With open enrollment right around the corner, many people will be thinking about selecting a health care plan. You want to get the plan suited best to your needs and your budget. But for many people, it’s hard to predict health changes in the coming year.
Read on for a brief guide on how to choose the right plan for you and your family, whether you’re starting a new job, preparing for open enrollment or entering a new phase in your life that will involve a change in insurance. With a little preparation, it’s not as challenging as you might think.
- Consider the types of health care plans available in Alabama. Those include:
- A group plan offered by an employer.
- A Federal Employee Program offered to government employees.
- A plan through the health insurance marketplace, Healthcare.gov, which is facilitated by the federal government and meets the standards set by the Affordable Care Act (ACA); open enrollment for 2022 plans is November 1 through December 15.
- Short term plans that offer temporary coverage.
- Catastrophic plans for those under 30 or those who qualify for a hardship or affordability exemption.
- Medicare, which is a federal health insurance program available to people 65 and older and for people with certain disabilities; the private insurance options for Medicare recipients are called Part C and Part D.
- Medicaid, which includes a variety of programs for children, families, pregnant women, older adults and disabled people who meet certain income requirements.
- Health insurance plans may use a vocabulary that’s new to you. Learn these key words and phrases when picking a plan:
- Gold vs. Bronze vs. Silver. If you’re choosing a plan from the marketplace, you’ll notice that there are different categories, each named for a metal. These categories correspond with guidelines set by the ACA: Bronze plans cover about 60 percent of costs, Silver plans cover about 70 percent (unless you qualify for a health insurance subsidy) and Gold plans cover about 80 percent of costs, on average; the insured person covered by the plan pays the remaining costs.

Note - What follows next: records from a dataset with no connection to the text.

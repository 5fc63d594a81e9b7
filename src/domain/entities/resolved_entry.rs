//! Resolved entry - the fully derived per-sign record

use serde::{Deserialize, Serialize};

/// The four consumer-facing dignity sets for one sign
///
/// Produced by the table builder: `domicile` and `exaltation` pass
/// through from the authored entry, `detriment` and `fall` are derived
/// from the opposite sign and merged with the authored extras. Every
/// set is deduplicated in first-occurrence order.
#[derive(Debug, Clone, PartialEq, Eq, Serialize, Deserialize)]
pub struct ResolvedEntry<L> {
    /// Labels ruling this sign
    pub domicile: Vec<L>,

    /// Labels exalted in this sign
    pub exaltation: Vec<L>,

    /// Opposite sign's domicile, plus authored extras
    pub detriment: Vec<L>,

    /// Opposite sign's exaltation, plus authored extras
    pub fall: Vec<L>,
}
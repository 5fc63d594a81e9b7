//! Reference dignity data
//!
//! The hand-authored base table for the ten-planet label set: modern
//! rulerships (with co-rulers for Scorpio, Aquarius and Pisces), the
//! traditional exaltations plus Mercury in Virgo, and hand-authored
//! fall extras for the outer-planet attributions the opposite rule
//! cannot derive.
//!
//! The resolved form is built once per process and cached; consumers
//! hold a reference and never observe a partial table.

use std::sync::OnceLock;

use crate::domain::entities::{BaseEntry, DignityTable};
use crate::domain::services::build;
use crate::domain::value_objects::{Planet, Sign};

/// The authored reference base table, one row per sign in cycle order
pub fn base_table() -> Vec<(Sign, BaseEntry<Planet>)> {
    use Planet::*;

    vec![
        (
            Sign::Aries,
            BaseEntry::ruled_by([Mars]).with_exaltation([Sun]),
        ),
        (
            Sign::Taurus,
            BaseEntry::ruled_by([Venus])
                .with_exaltation([Moon])
                .with_fall_extra([Uranus]),
        ),
        (Sign::Gemini, BaseEntry::ruled_by([Mercury])),
        (
            Sign::Cancer,
            BaseEntry::ruled_by([Moon]).with_exaltation([Jupiter]),
        ),
        (Sign::Leo, BaseEntry::ruled_by([Sun])),
        // Mercury is both ruler and exalted here; preserved as authored.
        (
            Sign::Virgo,
            BaseEntry::ruled_by([Mercury]).with_exaltation([Mercury]),
        ),
        (
            Sign::Libra,
            BaseEntry::ruled_by([Venus])
                .with_exaltation([Saturn])
                .with_fall_extra([Pluto]),
        ),
        (Sign::Scorpio, BaseEntry::ruled_by([Mars, Pluto])),
        (Sign::Sagittarius, BaseEntry::ruled_by([Jupiter])),
        (
            Sign::Capricorn,
            BaseEntry::ruled_by([Saturn]).with_exaltation([Mars]),
        ),
        (
            Sign::Aquarius,
            BaseEntry::ruled_by([Saturn, Uranus]).with_fall_extra([Neptune]),
        ),
        (
            Sign::Pisces,
            BaseEntry::ruled_by([Jupiter, Neptune]).with_exaltation([Venus]),
        ),
    ]
}

/// The resolved reference table, built on first use and cached for
/// process lifetime
pub fn resolved_table() -> &'static DignityTable<Planet> {
    static TABLE: OnceLock<DignityTable<Planet>> = OnceLock::new();
    TABLE.get_or_init(|| build(&base_table()))
}
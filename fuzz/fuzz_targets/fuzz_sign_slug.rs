#![no_main]

use libfuzzer_sys::fuzz_target;

fuzz_target!(|data: &[u8]| {
    if let Ok(slug) = std::str::from_utf8(data) {
        // Fuzz slug lookups - these should never panic
        let _ = dignities::resolve_sign_name(slug);
        let _ = dignities::resolved_table().lookup(slug);
    }
});
//! Dignity table builder
//!
//! Derives the full per-sign dignity table from a hand-authored base
//! table and an opposite-sign relation:
//! - `detriment(s)` = domicile of the opposite sign, plus authored extras
//! - `fall(s)` = exaltation of the opposite sign, plus authored extras
//!
//! Derivation runs in two passes. The first walks the whole base table
//! and accumulates every sign's exaltations into its opposite's fall
//! accumulator; the second composes each sign's sets from the
//! already-built maps. Accumulation never assumes a sign's fall has
//! exactly one source, even though the canonical involutive relation
//! guarantees it.

use crate::domain::entities::{BaseEntry, DignityTable, ResolvedEntry};
use crate::domain::value_objects::Sign;

/// Build the resolved table using the canonical opposite-sign relation
pub fn build<L>(base: &[(Sign, BaseEntry<L>)]) -> DignityTable<L>
where
    L: Clone + Eq,
{
    build_with(base, |sign| sign.opposite())
}

/// Build the resolved table with an explicit opposite relation
///
/// Signs absent from `base` behave as all-empty entries; a sign that
/// appears more than once has its rows merged in slice order.
pub fn build_with<L, F>(base: &[(Sign, BaseEntry<L>)], opposite: F) -> DignityTable<L>
where
    L: Clone + Eq,
    F: Fn(Sign) -> Sign,
{
    let mut domicile: [Vec<L>; 12] = Default::default();
    let mut exaltation: [Vec<L>; 12] = Default::default();
    let mut detriment_extra: [Vec<L>; 12] = Default::default();
    let mut fall_extra: [Vec<L>; 12] = Default::default();

    for (sign, entry) in base {
        let index = sign.cycle_index();
        extend_unique(&mut domicile[index], &entry.domicile);
        extend_unique(&mut exaltation[index], &entry.exaltation);
        extend_unique(&mut detriment_extra[index], &entry.detriment_extra);
        extend_unique(&mut fall_extra[index], &entry.fall_extra);
    }

    // Pass 1: every sign's exaltations land in its opposite's fall
    // accumulator. An empty exaltation contributes nothing.
    let mut fall_sources: [Vec<L>; 12] = Default::default();
    for sign in Sign::ALL {
        let index = sign.cycle_index();
        if exaltation[index].is_empty() {
            continue;
        }
        let target = opposite(sign).cycle_index();
        extend_unique(&mut fall_sources[target], &exaltation[index]);
    }

    // Pass 2: compose per-sign sets from the already-built maps.
    // Derived labels come first, authored extras after; duplicates
    // collapse to the first occurrence.
    let entries: [ResolvedEntry<L>; 12] = std::array::from_fn(|index| {
        let sign = Sign::ALL[index];
        let source = opposite(sign).cycle_index();

        let mut detriment = domicile[source].clone();
        extend_unique(&mut detriment, &detriment_extra[index]);

        let mut fall = fall_sources[index].clone();
        extend_unique(&mut fall, &fall_extra[index]);

        ResolvedEntry {
            domicile: domicile[index].clone(),
            exaltation: exaltation[index].clone(),
            detriment,
            fall,
        }
    });

    DignityTable::from_entries(entries)
}

/// Append labels not already present, preserving first-occurrence order
fn extend_unique<L: Clone + PartialEq>(set: &mut Vec<L>, labels: &[L]) {
    for label in labels {
        if !set.contains(label) {
            set.push(label.clone());
        }
    }
}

- Understand premiums, co-insurance, co-pays and deductibles. These are the portions that you will be responsible for with your insurance, and each number will be listed on the plans you look at. The premium is the set amount that you’ll pay every month to continue your insurance policy. Co-insurance is the percentage of the cost that you will pay for each service (20 percent of a surgery, for example). A co-pay is the fixed amount you’ll pay for each service ($50 to visit a specialist, for example). And the deductible is the amount of money you pay for services before health insurance starts covering them (if your deductible is $1,750, for example you’ll pay for eligible costs for up to $1,750 before your policy begins covering a set portion of services and procedures).

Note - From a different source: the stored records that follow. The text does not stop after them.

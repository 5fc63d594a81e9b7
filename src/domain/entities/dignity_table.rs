//! Dignity table - the immutable resolved table
//!
//! Built once by the table builder and read-only thereafter. Storage is
//! a fixed-size array indexed by sign cycle index, so lookup by `Sign`
//! is total and allocation-free.

use crate::domain::value_objects::Sign;
use crate::error::{DignityError, DignityResult};

use super::ResolvedEntry;

/// Fully resolved dignity sets for all twelve signs
#[derive(Debug, Clone, PartialEq, Eq)]
pub struct DignityTable<L> {
    entries: [ResolvedEntry<L>; 12],
}

impl<L> DignityTable<L> {
    pub(crate) fn from_entries(entries: [ResolvedEntry<L>; 12]) -> Self {
        Self { entries }
    }

    /// The resolved entry for a sign
    ///
    /// Total over the domain: every sign has an entry, even when all
    /// its sets are empty.
    pub fn get(&self, sign: Sign) -> &ResolvedEntry<L> {
        &self.entries[sign.cycle_index()]
    }

    /// Look up a resolved entry by sign slug
    ///
    /// The component's only error path: an unknown slug fails with
    /// [`DignityError::UnknownSign`].
    pub fn lookup(&self, slug: &str) -> DignityResult<&ResolvedEntry<L>> {
        Sign::from_slug(slug)
            .map(|sign| self.get(sign))
            .ok_or_else(|| DignityError::UnknownSign {
                slug: slug.to_string(),
            })
    }

    /// All entries in cycle order
    pub fn iter(&self) -> impl Iterator<Item = (Sign, &ResolvedEntry<L>)> + '_ {
        Sign::ALL.into_iter().map(move |sign| (sign, self.get(sign)))
    }
}
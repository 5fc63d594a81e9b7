//! Contracts over the opposite relation, the public table API, and the
//! reference data.

use std::collections::HashSet;

use dignities::{build, resolve_sign_name, resolved_table, DignityError, Sign};

#[test]
fn contract_opposite_is_involutive() {
    for sign in Sign::ALL {
        assert_eq!(sign.opposite().opposite(), sign);
    }
}

#[test]
fn contract_opposite_has_no_fixed_points() {
    for sign in Sign::ALL {
        assert_ne!(sign.opposite(), sign);
    }
}

#[test]
fn contract_opposite_pairs_cover_the_domain() {
    let mut seen = HashSet::new();
    for sign in Sign::ALL {
        seen.insert(sign);
        seen.insert(sign.opposite());
    }
    assert_eq!(seen.len(), 12);
}

#[test]
fn contract_resolved_table_is_total() {
    let table = resolved_table();
    assert_eq!(table.iter().count(), 12);
    for sign in Sign::ALL {
        // `get` is infallible; every sign resolves.
        let _ = table.get(sign);
        assert!(table.lookup(sign.slug()).is_ok());
    }
}

#[test]
fn contract_lookup_unknown_slug_fails() {
    let err = resolved_table().lookup("unknown-slug").unwrap_err();
    assert_eq!(
        err,
        DignityError::UnknownSign {
            slug: "unknown-slug".to_string()
        }
    );
}

#[test]
fn contract_resolve_sign_name_matches_lookup_domain() {
    for sign in Sign::ALL {
        assert_eq!(resolve_sign_name(sign.slug()).unwrap(), sign.display_name());
    }
    assert!(matches!(
        resolve_sign_name("no-such-sign"),
        Err(DignityError::UnknownSign { .. })
    ));
}

#[test]
fn contract_detriment_contains_opposite_domicile() {
    let table = resolved_table();
    for (sign, entry) in table.iter() {
        for planet in &table.get(sign.opposite()).domicile {
            assert!(
                entry.detriment.contains(planet),
                "{planet} rules {} but is not in detriment in {sign}",
                sign.opposite()
            );
        }
    }
}

#[test]
fn contract_fall_contains_opposite_exaltation() {
    let table = resolved_table();
    for (sign, entry) in table.iter() {
        for planet in &table.get(sign.opposite()).exaltation {
            assert!(
                entry.fall.contains(planet),
                "{planet} is exalted in {} but not in fall in {sign}",
                sign.opposite()
            );
        }
    }
}

#[test]
fn contract_no_resolved_set_contains_duplicates() {
    for (_, entry) in resolved_table().iter() {
        for set in [
            &entry.domicile,
            &entry.exaltation,
            &entry.detriment,
            &entry.fall,
        ] {
            let unique: HashSet<_> = set.iter().collect();
            assert_eq!(unique.len(), set.len());
        }
    }
}

#[test]
fn contract_empty_base_builds_an_empty_total_table() {
    let table = build::<&str>(&[]);
    assert_eq!(table.iter().count(), 12);
    for (_, entry) in table.iter() {
        assert!(entry.domicile.is_empty());
        assert!(entry.exaltation.is_empty());
        assert!(entry.detriment.is_empty());
        assert!(entry.fall.is_empty());
    }
}
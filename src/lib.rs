//! Dignities - essential-dignities derivation engine
//!
//! Derives the four essential-dignity attribute sets (domicile,
//! exaltation, detriment, fall) for the twelve zodiac signs from a
//! hand-authored base table and the fixed opposite-sign relation:
//! a planet is in detriment where the opposite sign is its domicile,
//! and in fall where the opposite sign is its exaltation. Hand-authored
//! extras are merged in on top of the derived sets.
//!
//! The engine is a pure, synchronous computation over the fixed
//! twelve-sign domain: callers [`build`] a [`DignityTable`] once (or
//! use the cached reference table in [`data`]) and read from it for the
//! rest of the process.

pub mod data;
pub mod domain;
pub mod error;

// Re-exports for convenience
pub use data::{base_table, resolved_table};
pub use domain::entities::{BaseEntry, DignityTable, ResolvedEntry};
pub use domain::services::{build, build_with};
pub use domain::value_objects::{resolve_sign_name, Element, Planet, Sign};
pub use error::{DignityError, DignityResult};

- Know what the out-of-pocket maximum is. This is the highest amount you’ll pay for your health care needs for the year under your policy. It includes all of the payments you make for co-pays, co-insurance and the deductible. If your out-of-pocket maximum is $6,000, for example, then when you’ve paid that amount eligible medical expenses, the insurance policy covers all other eligible expenses for the rest of the plan period, with the exception of the premium.
- Find out who can be covered by your plan.
If your insurance is covered through your employer, then your employer establishes the guidelines on whether or not your household members, such as your spouse and dependent children, can be covered by your health insurance plan. If you’re purchasing health insurance through the marketplace, you can choose to also cover those you’re claiming as dependents on your taxes, such as dependent children, including adopted and foster children; dependent parents; dependent siblings, and other dependent relatives, along with your spouse.
- When making a final decision on an insurance policy, keep in mind these rules of thumb:
- For those who take prescription drugs regularly and see health care providers frequently, a premium plan (such as the Gold plan on the marketplace) may make sense. While the premium payments are higher, the deductibles are lower, and so are co-pays and co-insurance.
- If you only visit health care professionals, every so often, and you don’t want to pay the higher premiums associated with Gold plans, a Silver plan, or something similar offered by your employer may make the most sense.
- If you rarely go to the doctor and you don’t have many needs for prescription drugs now, the Bronze plans, or a more basic plan offered by your employer, will offer the lowest monthly premiums.
If we all had crystal balls and knew what to expect with our health in the coming year, it’d be easy to select a plan. But in absence of that, familiarize yourself with your options, consider your needs and your finances and choose the best plan that fits all of the above for you and your family.